//! Bounded cache of already-dispatched messages.
//!
//! A message is identified by its [`DedupKey`]: `(source, timestamp,
//! blake2b-256(content))`. The [`DedupCache`] remembers keys for a
//! retention window and never holds more than `capacity` entries.
//!
//! Implementation: `HashSet` for O(1) lookup + `VecDeque` in insertion
//! order. Expired entries are evicted from the front on every insert;
//! when the cache is still full, the oldest entry goes.

use std::collections::{HashSet, VecDeque};

use session_crypto::hash::blake2b_256;
use session_types::Timestamp;

// ---------------------------------------------------------------------------
// Constants
// ---------------------------------------------------------------------------

/// Default maximum number of entries.
pub const DEFAULT_DEDUP_CAPACITY: usize = 10_000;

// ---------------------------------------------------------------------------
// DedupKey
// ---------------------------------------------------------------------------

/// Identity of one inbound message.
#[derive(Clone, Debug, Eq, PartialEq, Hash)]
pub struct DedupKey {
    /// Verified sender, else envelope source, else empty.
    pub source: String,
    pub timestamp: Timestamp,
    pub content_hash: [u8; 32],
}

impl DedupKey {
    /// Builds a key, hashing `content`.
    pub fn new(source: impl Into<String>, timestamp: Timestamp, content: &[u8]) -> Self {
        Self {
            source: source.into(),
            timestamp,
            content_hash: blake2b_256(content),
        }
    }
}

// ---------------------------------------------------------------------------
// DedupCache
// ---------------------------------------------------------------------------

/// Bounded set of recently seen [`DedupKey`]s.
pub struct DedupCache {
    seen: HashSet<DedupKey>,
    /// Insertion order with insertion time, for eviction.
    order: VecDeque<(DedupKey, Timestamp)>,
    capacity: usize,
    retention_ms: u64,
}

impl DedupCache {
    /// Creates a cache. A capacity of 0 is treated as 1.
    pub fn new(capacity: usize, retention_ms: u64) -> Self {
        let cap = capacity.max(1);
        Self {
            seen: HashSet::with_capacity(cap.min(DEFAULT_DEDUP_CAPACITY)),
            order: VecDeque::with_capacity(cap.min(DEFAULT_DEDUP_CAPACITY)),
            capacity: cap,
            retention_ms,
        }
    }

    /// Records `key` as seen at `now`.
    ///
    /// Returns `true` if the key was new, `false` if it is a duplicate.
    pub fn insert(&mut self, key: DedupKey, now: Timestamp) -> bool {
        self.evict_expired(now);

        if self.seen.contains(&key) {
            return false;
        }

        if self.seen.len() >= self.capacity {
            if let Some((oldest, _)) = self.order.pop_front() {
                self.seen.remove(&oldest);
            }
        }

        self.seen.insert(key.clone());
        self.order.push_back((key, now));
        true
    }

    /// Returns `true` if `key` is currently remembered.
    pub fn contains(&self, key: &DedupKey) -> bool {
        self.seen.contains(key)
    }

    /// Drops entries inserted more than the retention window before `now`.
    pub fn evict_expired(&mut self, now: Timestamp) {
        while let Some((_, inserted)) = self.order.front() {
            if now.millis_since(*inserted) <= self.retention_ms {
                break;
            }
            if let Some((key, _)) = self.order.pop_front() {
                self.seen.remove(&key);
            }
        }
    }

    pub fn len(&self) -> usize {
        self.seen.len()
    }

    pub fn is_empty(&self) -> bool {
        self.seen.is_empty()
    }
}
▬▬▬▬▬▬▬▬▬▬
- TASK DESCRIPTION
The data above needs retyping. Reproduce each line exactly.

- FINISHED TASK
//! Bounded cache of already-dispatched messages.
//!
//! A message is identified by its [`DedupKey`]: `(source, timestamp,
//! blake2b-256(content))`. The [`DedupCache`] remembers keys for a
//! retention window and never holds more than `capacity` entries.
//!
//! Implementation: `HashSet` for O(1) lookup + `VecDeque` in insertion
//! order. Expired entries are evicted from the front on every insert;
//! when the cache is still full, the oldest entry goes.

use std::collections::{HashSet, VecDeque};

use session_crypto::hash::blake2b_256;
use session_types::Timestamp;

// ---------------------------------------------------------------------------
// Constants
// ---------------------------------------------------------------------------

/// Default maximum number of entries.
pub const DEFAULT_DEDUP_CAPACITY: usize = 10_000;

// ---------------------------------------------------------------------------
// DedupKey
// ---------------------------------------------------------------------------

/// Identity of one inbound message.
#[derive(Clone, Debug, Eq, PartialEq, Hash)]
pub struct DedupKey {
    /// Verified sender, else envelope source, else empty.
    pub source: String,
    pub timestamp: Timestamp,
    pub content_hash: [u8; 32],
}

impl DedupKey {
    /// Builds a key, hashing `content`.
    pub fn new(source: impl Into<String>, timestamp: Timestamp, content: &[u8]) -> Self {
        Self {
            source: source.into(),
            timestamp,
            content_hash: blake2b_256(content),
        }
    }
}

// ---------------------------------------------------------------------------
// DedupCache
// ---------------------------------------------------------------------------

/// Bounded set of recently seen [`DedupKey`]s.
pub struct DedupCache {
    seen: HashSet<DedupKey>,
    /// Insertion order with insertion time, for eviction.
    order: VecDeque<(DedupKey, Timestamp)>,
    capacity: usize,
    retention_ms: u64,
}

impl DedupCache {
    /// Creates a cache. A capacity of 0 is treated as 1.
    pub fn new(capacity: usize, retention_ms: u64) -> Self {
        let cap = capacity.max(1);
        Self {
            seen: HashSet::with_capacity(cap.min(DEFAULT_DEDUP_CAPACITY)),
            order: VecDeque::with_capacity(cap.min(DEFAULT_DEDUP_CAPACITY)),
            capacity: cap,
            retention_ms,
        }
    }

    /// Records `key` as seen at `now`.
    ///
    /// Returns `true` if the key was new, `false` if it is a duplicate.
    pub fn insert(&mut self, key: DedupKey, now: Timestamp) -> bool {
        self.evict_expired(now);

        if self.seen.contains(&key) {
            return false;
        }

        if self.seen.len() >= self.capacity {
            if let Some((oldest, _)) = self.order.pop_front() {
                self.seen.remove(&oldest);
            }
        }

        self.seen.insert(key.clone());
        self.order.push_back((key, now));
        true
    }

    /// Returns `true` if `key` is currently remembered.
    pub fn contains(&self, key: &DedupKey) -> bool {
        self.seen.contains(key)
    }

    /// Drops entries inserted more than the retention window before `now`.
    pub fn evict_expired(&mut self, now: Timestamp) {
        while let Some((_, inserted)) = self.order.front() {
            if now.millis_since(*inserted) <= self.retention_ms {
                break;
            }
            if let Some((key, _)) = self.order.pop_front() {
                self.seen.remove(&key);
            }
        }
    }

    pub fn len(&self) -> usize {
        self.seen.len()
    }

    pub fn is_empty(&self) -> bool {
        self.seen.is_empty()
    }
}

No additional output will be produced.